Marzo è la primavera che torna a sbocciare, il ciclo della vita che non si arresta. Marzo è donna, è l’otto marzo tutto l’anno. Marzo è la voglia di uscire e riassaporare le emozioni del viaggio e della scoperta. Marzo è un cambio di passo, ci auguriamo, nella lotta e nel distacco dalla pandemia.
Purtroppo marzo, quando diamo alle stampe La Freccia, si avvicina accompagnato da terribili venti di guerra che soffiano da Est, dai confini tra Ucraina e Russia, in un’Europa che di guerre nei secoli ne ha conosciute fin troppe. Ma che sembra abbiano insegnato ancora poco, tanto da ricordarci il leopardiano ammonimento nei confronti delle “magnifiche sorti e progressive” del genere umano che qualcuno, di fronte alle strabilianti innovazioni tecnologiche e scoperte scientifiche, può ingenuamente illudersi siano reali e inarrestabili.
Così non è, purtroppo. E non soltanto per l’indifferenza della matrigna natura, di un vulcano d’improvviso sterminatore. A risvegliarci da un esagerato ottimismo sulle nostre sorti è la nostra stessa intima natura. Del resto, l’umanità non è una scolaresca da dividere, sulla lavagna della storia, tra buoni e cattivi. I dualismi tra bene e male, altruismo ed egoismo, ragione e istinto, amore e odio, Venere e Marte – e potremmo allungare l’elenco fino alla noia – pervadono l’animo individuale e collettivo e ne sono consustanziali.

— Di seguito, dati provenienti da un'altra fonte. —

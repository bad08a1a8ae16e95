//! Primer pack: the local tag to key registry that precedes header metadata.

use crate::error::{MxfError, Result};
use crate::klv::{self, ArrayHeader, DEFAULT_LLEN};
use crate::ul::{labels, Key};
use byteorder::{BigEndian, ReadBytesExt, WriteBytesExt};
use std::collections::HashMap;
use std::io::{Read, Write};
use tracing::debug;

/// First tag handed out for items without a static tag.
pub const FIRST_DYNAMIC_TAG: u16 = 0x8000;

/// Encoded size of one primer entry (tag + key).
pub const PRIMER_ENTRY_SIZE: u32 = 18;

/// Local tag registry.
///
/// The first registration of a key wins; later registrations of the same
/// key return the tag it already has.
#[derive(Debug, Clone)]
pub struct PrimerPack {
    entries: Vec<(u16, Key)>,
    by_tag: HashMap<u16, Key>,
    by_key: HashMap<Key, u16>,
    next_dynamic: u32,
}

impl Default for PrimerPack {
    fn default() -> Self {
        Self::new()
    }
}

impl PrimerPack {
    /// Create an empty primer
    pub fn new() -> Self {
        PrimerPack {
            entries: Vec::new(),
            by_tag: HashMap::new(),
            by_key: HashMap::new(),
            next_dynamic: FIRST_DYNAMIC_TAG as u32,
        }
    }

    /// Register `key`, preferring `tag` when it is non-zero and free.
    ///
    /// A zero tag, or one already used by another key, allocates the next
    /// dynamic tag.
    pub fn register(&mut self, key: Key, tag: u16) -> Result<u16> {
        if let Some(&existing) = self.by_key.get(&key) {
            return Ok(existing);
        }

        let tag = if tag != 0 && !self.by_tag.contains_key(&tag) {
            tag
        } else {
            self.allocate_dynamic()?
        };
        self.insert(tag, key);
        Ok(tag)
    }

    fn allocate_dynamic(&mut self) -> Result<u16> {
        while self.next_dynamic <= u16::MAX as u32 {
            let tag = self.next_dynamic as u16;
            self.next_dynamic += 1;
            if !self.by_tag.contains_key(&tag) {
                return Ok(tag);
            }
        }
        Err(MxfError::unsupported("no dynamic local tags left"))
    }

    fn insert(&mut self, tag: u16, key: Key) {
        self.entries.push((tag, key));
        self.by_tag.insert(tag, key);
        self.by_key.insert(key, tag);
        if tag >= FIRST_DYNAMIC_TAG && tag as u32 >= self.next_dynamic {
            self.next_dynamic = tag as u32 + 1;
        }
    }

    /// Key registered for `tag`
    pub fn resolve(&self, tag: u16) -> Result<Key> {
        self.by_tag
            .get(&tag)
            .copied()
            .ok_or(MxfError::UnknownTag { tag })
    }

    /// Tag registered for `key`
    pub fn resolve_tag(&self, key: &Key) -> Option<u16> {
        self.by_key.get(key).copied()
    }

    /// Number of entries
    pub fn len(&self) -> usize {
        self.entries.len()
    }

    /// True when nothing is registered
    pub fn is_empty(&self) -> bool {
        self.entries.is_empty()
    }

    /// Entries in registration order
    pub fn entries(&self) -> impl Iterator<Item = (u16, &Key)> {
        self.entries.iter().map(|(tag, key)| (*tag, key))
    }

    /// Size of the primer pack KLV as written by [`write`](Self::write)
    pub fn encoded_size(&self) -> u64 {
        16 + DEFAULT_LLEN as u64 + self.value_len()
    }

    fn value_len(&self) -> u64 {
        ArrayHeader::SIZE as u64 + self.entries.len() as u64 * PRIMER_ENTRY_SIZE as u64
    }

    /// Read a primer pack value of `len` bytes (key and length already read).
    pub fn read<R: Read>(reader: &mut R, len: u64) -> Result<Self> {
        let value = klv::read_value(reader, len)?;
        let mut cursor = value.as_slice();

        let header = klv::read_array_header(&mut cursor)?;
        if header.element_len != PRIMER_ENTRY_SIZE {
            return Err(MxfError::invalid_item(
                labels::PRIMER_PACK,
                format!("primer entry length {}", header.element_len),
            ));
        }
        if header.total_size() > len {
            return Err(MxfError::Truncated {
                needed: header.total_size(),
                available: len,
            });
        }

        let mut primer = PrimerPack::new();
        for _ in 0..header.count {
            let tag = cursor.read_u16::<BigEndian>()?;
            let key = klv::read_key(&mut cursor)?;
            if primer.by_tag.contains_key(&tag) || primer.by_key.contains_key(&key) {
                debug!(tag, %key, "ignoring duplicate primer entry");
                continue;
            }
            primer.insert(tag, key);
        }

        Ok(primer)
    }

    /// Write the primer pack KLV, returning its size.
    pub fn write<W: Write>(&self, writer: &mut W) -> Result<u64> {
        klv::write_fixed_kl(writer, &labels::PRIMER_PACK, DEFAULT_LLEN, self.value_len())?;
        klv::write_array_header(
            writer,
            ArrayHeader::new(self.entries.len() as u32, PRIMER_ENTRY_SIZE),
        )?;
        for (tag, key) in &self.entries {
            writer.write_u16::<BigEndian>(*tag)?;
            klv::write_key(writer, key)?;
        }
        Ok(self.encoded_size())
    }
}
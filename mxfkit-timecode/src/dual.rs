//! Position lookup from a VITC/LTC timecode pair.

use crate::archive::ArchiveTimecode;
use crate::error::{Result, TimecodeIndexError};
use crate::searcher::TimecodeIndexSearcher;
use tracing::{debug, warn};

/// Find the next position at which VITC read `vitc_tc` and LTC read
/// `ltc_tc`.
///
/// An invalid timecode on one side is ignored: the other side is searched
/// and the ignored searcher is moved to the same position. When both are
/// valid each searcher is resolved independently (VITC first) and the one
/// that is behind is advanced to its next match until both agree.
///
/// Returns `Ok(None)` when no such position exists and
/// [`TimecodeIndexError::NoConvergence`] when the iteration cap from the
/// VITC index configuration is reached. In both cases both searchers are
/// left as they were before the call.
pub fn find_position_at_dual_timecode(
    vitc: &mut TimecodeIndexSearcher<'_>,
    vitc_tc: &ArchiveTimecode,
    ltc: &mut TimecodeIndexSearcher<'_>,
    ltc_tc: &ArchiveTimecode,
) -> Result<Option<i64>> {
    let vitc_snapshot = vitc.cursor();
    let ltc_snapshot = ltc.cursor();

    let outcome = converge(vitc, vitc_tc, ltc, ltc_tc);
    if !matches!(outcome, Ok(Some(_))) {
        vitc.restore(vitc_snapshot);
        ltc.restore(ltc_snapshot);
    }
    outcome
}

fn converge(
    vitc: &mut TimecodeIndexSearcher<'_>,
    vitc_tc: &ArchiveTimecode,
    ltc: &mut TimecodeIndexSearcher<'_>,
    ltc_tc: &ArchiveTimecode,
) -> Result<Option<i64>> {
    match (vitc_tc.is_valid(), ltc_tc.is_valid()) {
        (false, false) => Ok(None),
        (true, false) => {
            let Some(position) = vitc.find_position(vitc_tc) else {
                return Ok(None);
            };
            Ok(ltc.move_to(position).then(|| vitc.position()))
        }
        (false, true) => {
            let Some(position) = ltc.find_position(ltc_tc) else {
                return Ok(None);
            };
            Ok(vitc.move_to(position).then(|| vitc.position()))
        }
        (true, true) => {
            let Some(mut vitc_pos) = vitc.find_position(vitc_tc) else {
                return Ok(None);
            };
            let Some(mut ltc_pos) = ltc.find_position(ltc_tc) else {
                return Ok(None);
            };

            let max_iterations = vitc.index().config().max_dual_iterations;
            let mut iterations = 0;
            while vitc_pos != ltc_pos {
                if iterations >= max_iterations {
                    warn!(
                        iterations,
                        vitc = %vitc_tc,
                        ltc = %ltc_tc,
                        "dual timecode search did not converge"
                    );
                    return Err(TimecodeIndexError::NoConvergence { iterations });
                }
                iterations += 1;

                let advanced = if vitc_pos < ltc_pos {
                    advance_lagging(vitc, vitc_tc, vitc_pos, ltc_pos)
                } else {
                    advance_lagging(ltc, ltc_tc, ltc_pos, vitc_pos)
                };
                let Some(position) = advanced else {
                    debug!(vitc = %vitc_tc, ltc = %ltc_tc, "no common position for timecode pair");
                    return Ok(None);
                };
                if vitc_pos < ltc_pos {
                    vitc_pos = position;
                } else {
                    ltc_pos = position;
                }
            }

            Ok(Some(vitc.position()))
        }
    }
}

/// Advance the searcher that is behind to its next match for `tc`.
fn advance_lagging(
    searcher: &mut TimecodeIndexSearcher<'_>,
    tc: &ArchiveTimecode,
    current: i64,
    leader: i64,
) -> Option<i64> {
    if searcher.find_frozen_timecode_at_offset(tc, leader - current) {
        return Some(searcher.position());
    }

    let next = searcher.find_position(tc)?;
    if next != current {
        return Some(next);
    }

    // no progress: skip the current run and search again from the next one
    if !searcher.move_to_next_element() {
        return None;
    }
    searcher.find_position(tc)
}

Utopico e irrealistico immaginare un futuro nel quale spariscano del tutto e una colonna della lavagna resti vuota. Auspicabile e ragionevole lavorare, con la pazienza e tenacia dei tessitori di pace, unita al disincanto di chi conosce l’imperfezione del genere umano, perché l’interesse generale prevalga su quello dei singoli, siano essi persone, famiglie, nazioni o blocchi sovranazionali.
Un piccolo contributo lo si può dare anche raccontando, come siamo soliti fare dalle pagine di questa rivista e sui nostri social, storie di inclusione, scelte etiche ed esempi di coesione territoriale e sociale, che rappresenta uno degli obiettivi delle infrastrutture e dei servizi di mobilità ai quali FS Italiane lavora. O quando evidenziamo il valore insito nelle diversità, mostriamo rispetto per l’ambiente nel quale viviamo, diventiamo paladini della sostenibilità, anche e soprattutto nel fare impresa, e non come sillabazione di un mantra di moda, ma come altruistica attenzione verso le generazioni a venire.
La Freccia di marzo prosegue in quel solco raccontando un’Italia dalle mille apparentemente inesauribili risorse, bella da vedere, da conoscere, da vivere, fatta di donne e uomini sorprendenti nella loro creatività, sensibilità e capacità di progettare. Non sappiamo se quando leggerete questa pagina i fumi della guerra si saranno dissolti o avranno reso più greve l’aria che respiriamo. In ogni caso, la storia e la cronaca ci ammoniscano. E che donne e uomini di volontà continuino a svolgere con entusiasmo, dignità, serietà il proprio compito, ma soprattutto con il dovuto rispetto per i sentimenti e le idee altrui. Cercando di non far mai agli altri quello che non vorremmo fosse fatto a noi.